Scorsese a ensuite fait une déclaration publique suite au tollé suscité par le film, renouvelant sa foi et essayant de rendre son point de vue encore plus clair : « C’est plus qu’un simple projet de film pour moi. Il a été fait avec conviction et amour et je crois donc que c’est une affirmation de foi, pas un reniement. De plus, je suis convaincu que les gens partout dans le monde pourront s’identifier au côté humain de Jésus ainsi qu’à son côté divin.
Avec tant d’indignation, La dernière tentation du Christ n’a pas été un grand succès au box-office. Réalisé avec un budget de 7 millions de dollars, une somme nettement inférieure aux 14 millions de dollars initialement lancés par Scorsese lors de la tentative de réalisation du film en 1983, il a rapporté un peu plus de 8 millions de dollars aux États-Unis et 8,8 millions de dollars supplémentaires dans le monde. Des grévistes catholiques se sont tenus devant les cinémas et ont empêché les gens de voir le film. En conséquence, le film a été quelque peu sous-estimé pendant plusieurs années, se retrouvant souvent placé au milieu lorsque les critiques classent la filmographie de Scorsese.

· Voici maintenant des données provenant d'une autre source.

use chrono::{DateTime, Utc};
use serde::{Deserialize, Serialize};
use utoipa::ToSchema;
use uuid::Uuid;

#[derive(Debug, Clone, Copy, Serialize, Deserialize, PartialEq, Eq, ToSchema)]
#[serde(rename_all = "snake_case")]
pub enum VerificationStatus {
    NotStarted,
    CodeSent,
    Verified,
    Failed,
}

impl std::fmt::Display for VerificationStatus {
    fn fmt(&self, f: &mut std::fmt::Formatter<'_>) -> std::fmt::Result {
        match self {
            VerificationStatus::NotStarted => write!(f, "not_started"),
            VerificationStatus::CodeSent => write!(f, "code_sent"),
            VerificationStatus::Verified => write!(f, "verified"),
            VerificationStatus::Failed => write!(f, "failed"),
        }
    }
}

#[derive(Debug, Clone, Serialize, Deserialize, PartialEq, Eq, ToSchema)]
pub struct VerificationSession {
    pub phone: Option<String>,
    pub status: VerificationStatus,
    pub last_error: Option<String>,
    /// 该号码至少成功下发过一次验证码
    pub code_sent: bool,
}

impl Default for VerificationSession {
    fn default() -> Self {
        Self {
            phone: None,
            status: VerificationStatus::NotStarted,
            last_error: None,
            code_sent: false,
        }
    }
}

impl VerificationSession {
    pub fn for_phone(phone: String) -> Self {
        Self {
            phone: Some(phone),
            ..Self::default()
        }
    }

    pub fn is_verified(&self) -> bool {
        self.status == VerificationStatus::Verified
    }

    pub fn targets(&self, phone: &str) -> bool {
        self.phone.as_deref() == Some(phone)
    }
}

#[derive(Debug, Serialize, Deserialize, ToSchema)]
pub struct SendCodeRequest {
    #[schema(example = "9876543210")]
    pub phone: String,
}

#[derive(Debug, Default, Serialize, Deserialize, ToSchema)]
pub struct ResendCodeRequest {
    #[schema(example = "+919876543210")]
    pub phone: Option<String>,
}

#[derive(Debug, Serialize, Deserialize, ToSchema)]
pub struct VerifyCodeRequest {
    #[schema(example = "123456")]
    pub code: String,
}

#[derive(Debug, Clone, Serialize, Deserialize, ToSchema)]
pub struct FormView {
    pub form_id: Uuid,
    pub verification: VerificationSession,
    pub created_at: DateTime<Utc>,
}

#[derive(Debug, Clone, Serialize, Deserialize, ToSchema)]
pub struct ServiceStatus {
    pub verification_configured: bool,
    pub intake_configured: bool,
    pub default_country_code: String,
    pub open_forms: usize,
}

Peut-être par miracle, la première du film a conduit à une autre révélation pour Scorsese : « Après la première, un groupe d’entre nous est allé dîner à l’hôtel Regency », a-t-il déclaré au New York Times en 2016. L’une de ces personnes était Paul Moore, l’évêque épiscopal de New York, qui avait écrit des déclarations publiques en faveur de La dernière tentation du Christ, le dire a dramatisé de nombreux enseignements fondamentaux de Jésus. C’est au cours de ce dîner que Moore remit à Scorsese un exemplaire d’un livre qui hantera les pensées du cinéaste pendant plus de 25 ans : Shūsaku Endō’s Silence, qui parlait d’environ deux prêtres qui voyagent au Japon pour répandre la parole de Dieu. Scorsese a finalement publié sa version filmée de l’histoire en 2016.
La dernière tentation du Christ, cependant, reste quelque chose d’une énigme. Alors que les programmes télévisés de Pâques sont remplis de rediffusions de roi des rois, Les dix Commandementset même la problématique La passion du Christ, le travail de Scorsese est encore souvent absent. S’il n’avait pas voulu provoquer l’indignation, il aurait pu prendre des notes de lui-même à 11 ans; emprunter des épopées classiques comme Ben Hur (1959) et ont un protagoniste parfait qui vit sans péché. Mais ce n’est pas la voie de Scorsese. Au lieu de cela, nous nous sommes retrouvés avec La dernière tentation du Christun film trop pécheur pour les religieux, et sans doute trop religieux pour les pécheurs.